Die brutalen Straßenkämpfe zwischen Islamisten und Oppositionellen haben Ägyptens Präsident Mursi nicht zum Einlenken bewegt. In seiner ersten Ansprache seit Beginn der blutigen Ausschreitungen in Kairo ging der Nachfolger des im Vorjahr aus dem Amt gejagten Staatschefs Mubarak am Donnerstagabend mit keiner Silbe auf die Forderungen der Opposition ein.
Die Schuld an der Gewalt gab er seinen politischen Gegnern. Verärgerte Demonstranten setzten daraufhin Büroräume der Muslimbruderschaft in Kairo in Brand.
US-Präsident Barack Obama forderte Mursi in einem Telefongespräch auf, einen Dialog mit der Opposition ohne Vorbedingungen zu suchen. Wie das Weiße Haus weiter mitteilte, betonte Obama in dem Gespräch, dass alle politischen Führer in Ägypten ihren Gefolgsleuten klarmachen sollten, dass Gewalt nicht hinnehmbar sei.
Nach Informationen des Senders Al-Dschasira vom Donnerstagabend waren bei den Straßenkämpfen in Kairo und Suez sieben Menschen getötet und insgesamt 771 verletzt worden. Die Polizei nahm 150 Verdächtige fest. Mursi, der im Juni als Kandidat der islamistischen Muslimbrüder zum Präsidenten gewählt worden war, bot den Oppositionellen ein Treffen am kommenden Samstag an. Beobachter vermuten jedoch, dass die Führung des liberalen Oppositionsbündnisses um Mohammed ElBaradei und Amre Mussa dieses Angebot nicht annehmen wird, da Mursi ihre Forderungen nicht erfüllen will.
"Schon gehört"
Von der Opposition wurde Mursis Rede mit Entsetzen und Spott aufgenommen. Der vor allem bei der städtischen Jugend und den Sozialisten beliebte linke Aktivist Hamdien Sabahi wies das Dialogangebot von Mursi in der Nacht zum Freitag als unseriös zurück. Eine Sprecherin der Opposition sah in der Rede Mursis "keine passende Antwort auf die politische Krise". "Ähnliche Reden haben wir schon vom Mubarak-Regime und vom Obersten Militärrat gehört", sagte Mona Esat von der Sozialistischen Bündnispartei. Auch der Schriftsteller Alaa al-Aswani sagte im Gespräch mit einem ägyptischen Fernsehsender, Mursis Ansprache habe ihn stark an die Reden des gestürzten Langzeit-Machthabers Mubarak erinnert.

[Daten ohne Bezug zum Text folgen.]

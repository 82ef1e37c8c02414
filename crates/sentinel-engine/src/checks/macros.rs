//! Per-macro checks

use serde::Deserialize;
use sentinel_dbt::is_description_populated;
use crate::check::{ensure, Check, CheckOutcome, Target};
use crate::context::Context;
use crate::registry::{CheckKind, IterateOver};
use super::default_min_description_length;

pub(super) fn kinds() -> Vec<CheckKind> {
    vec![
        CheckKind::manifest::<MacroDescriptionPopulated>(
            "check_macro_description_populated",
            IterateOver::Macros,
            "Macros must have a populated description.",
        ),
        CheckKind::manifest::<MacroMaxNumberOfLines>(
            "check_macro_max_number_of_lines",
            IterateOver::Macros,
            "Macros cannot have more than the specified number of lines.",
        ),
    ]
}

#[derive(Debug, Deserialize)]
#[serde(deny_unknown_fields)]
pub(crate) struct MacroDescriptionPopulated {
    #[serde(default = "default_min_description_length")]
    min_description_length: usize,
}

impl Check for MacroDescriptionPopulated {
    fn run(&self, target: Target<'_>, _ctx: &Context<'_>) -> CheckOutcome {
        let dbt_macro = target.dbt_macro()?;
        ensure(
            is_description_populated(&dbt_macro.description, self.min_description_length),
            || format!("Macro `{}` does not have a populated description.", dbt_macro.name),
        )
    }
}

fn default_max_lines() -> usize {
    50
}

#[derive(Debug, Deserialize)]
#[serde(deny_unknown_fields)]
pub(crate) struct MacroMaxNumberOfLines {
    #[serde(default = "default_max_lines")]
    max_number_of_lines: usize,
}

impl Check for MacroMaxNumberOfLines {
    fn run(&self, target: Target<'_>, _ctx: &Context<'_>) -> CheckOutcome {
        let dbt_macro = target.dbt_macro()?;
        // a trailing newline counts as a line of its own
        let lines = dbt_macro.macro_sql.split('\n').count();

        ensure(lines <= self.max_number_of_lines, || {
            format!(
                "Macro `{}` has {lines} lines, this is more than the maximum permitted number of lines ({}).",
                dbt_macro.name, self.max_number_of_lines
            )
        })
    }
}
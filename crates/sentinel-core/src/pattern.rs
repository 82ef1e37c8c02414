//! Path patterns for `include` / `exclude`

use regex::Regex;
use serde::{Deserialize, Deserializer, Serialize, Serializer};

/// A regular expression matched against the start of a resource path.
///
/// Compiled once when the configuration is resolved and shared by every
/// selection made for that check.
#[derive(Debug, Clone)]
pub struct Pattern {
    source: String,
    regex: Regex,
}

impl Pattern {
    /// Compile a pattern with prefix-match semantics
    pub fn new(source: &str) -> Result<Self, PatternError> {
        let trimmed = source.trim();
        let regex = Regex::new(&format!("^(?:{trimmed})"))
            .map_err(|e| PatternError {
                pattern: trimmed.to_string(),
                reason: e.to_string(),
            })?;

        Ok(Self {
            source: trimmed.to_string(),
            regex,
        })
    }

    /// True if the pattern matches at the start of `path`
    pub fn is_match(&self, path: &str) -> bool {
        self.regex.is_match(path)
    }

    /// The pattern as written in the configuration
    pub fn as_str(&self) -> &str {
        &self.source
    }
}

impl PartialEq for Pattern {
    fn eq(&self, other: &Self) -> bool {
        self.source == other.source
    }
}

impl Eq for Pattern {}

impl Serialize for Pattern {
    fn serialize<S: Serializer>(&self, serializer: S) -> Result<S::Ok, S::Error> {
        serializer.serialize_str(&self.source)
    }
}

impl<'de> Deserialize<'de> for Pattern {
    fn deserialize<D: Deserializer<'de>>(deserializer: D) -> Result<Self, D::Error> {
        let source = String::deserialize(deserializer)?;
        Self::new(&source).map_err(serde::de::Error::custom)
    }
}

impl std::fmt::Display for Pattern {
    fn fmt(&self, f: &mut std::fmt::Formatter<'_>) -> std::fmt::Result {
        f.write_str(&self.source)
    }
}

/// Invalid regular expression in a pattern
#[derive(Debug, Clone, PartialEq, Eq, thiserror::Error)]
#[error("Invalid pattern '{pattern}': {reason}")]
pub struct PatternError {
    pub pattern: String,
    pub reason: String,
}
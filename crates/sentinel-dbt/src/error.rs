//! Artifact errors
//!
//! Every variant is fatal: it is raised while loading artifacts, before any
//! check runs.

use std::path::PathBuf;

/// The three artifact files dbt writes to its target directory
#[derive(Debug, Clone, Copy, PartialEq, Eq, Hash)]
pub enum ArtifactKind {
    Manifest,
    Catalog,
    RunResults,
}

impl ArtifactKind {
    /// File name inside the artifacts directory
    pub fn file_name(&self) -> &'static str {
        match self {
            Self::Manifest => "manifest.json",
            Self::Catalog => "catalog.json",
            Self::RunResults => "run_results.json",
        }
    }

    /// dbt command that produces this artifact
    pub fn produced_by(&self) -> &'static str {
        match self {
            Self::Manifest => "dbt parse",
            Self::Catalog => "dbt docs generate",
            Self::RunResults => "dbt run / dbt build",
        }
    }
}

impl std::fmt::Display for ArtifactKind {
    fn fmt(&self, f: &mut std::fmt::Formatter<'_>) -> std::fmt::Result {
        f.write_str(self.file_name())
    }
}

/// Artifact loading errors
#[derive(Debug, thiserror::Error)]
pub enum ArtifactError {
    #[error("No {artifact} found at {}. Run '{}' first.", .path.display(), .artifact.produced_by())]
    ArtifactNotFound {
        artifact: ArtifactKind,
        path: PathBuf,
    },

    #[error("Failed to read {artifact} at {}: {reason}", .path.display())]
    Io {
        artifact: ArtifactKind,
        path: PathBuf,
        reason: String,
    },

    #[error("Unsupported {artifact} schema version '{version}', expected one of: {expected}")]
    UnsupportedSchemaVersion {
        artifact: ArtifactKind,
        version: String,
        expected: String,
    },

    #[error("Malformed {artifact}: {reason}")]
    MalformedArtifact {
        artifact: ArtifactKind,
        reason: String,
    },

    #[error("The supplied manifest.json was generated with dbt version {found}, this is below the minimum supported version of {minimum}.")]
    UnsupportedDbtVersion {
        found: String,
        minimum: String,
    },
}

impl ArtifactError {
    pub(crate) fn malformed(artifact: ArtifactKind, reason: impl std::fmt::Display) -> Self {
        Self::MalformedArtifact {
            artifact,
            reason: reason.to_string(),
        }
    }
}

/// Result alias for artifact operations
pub type Result<T> = std::result::Result<T, ArtifactError>;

Die liberalen und linken Parteien verlangen eine Überarbeitung des von den Islamisten formulierten Entwurfs für eine neue Verfassung. Außerdem bestehen sie auf einer Verschiebung der Volksabstimmung über die Verfassung, die für den 15. Dezember geplant ist. Mursi lehnt das ab. Sollte die Mehrheit der Bürger gegen den Entwurf stimmen, sei er aber bereit, eine neue Verfassungsgebende Versammlung einzuberufen, sagte er in der Ansprache vom Donnerstagabend. Für den Entwurf wird aber eine Mehrheit erwartet, da er von der Muslimbruderschaft und anderen islamistischen Fraktionen getragen wird. Mursi erklärte dazu, Demokratie bedeute, dass sich die Minderheit dem Willen der Mehrheit beuge.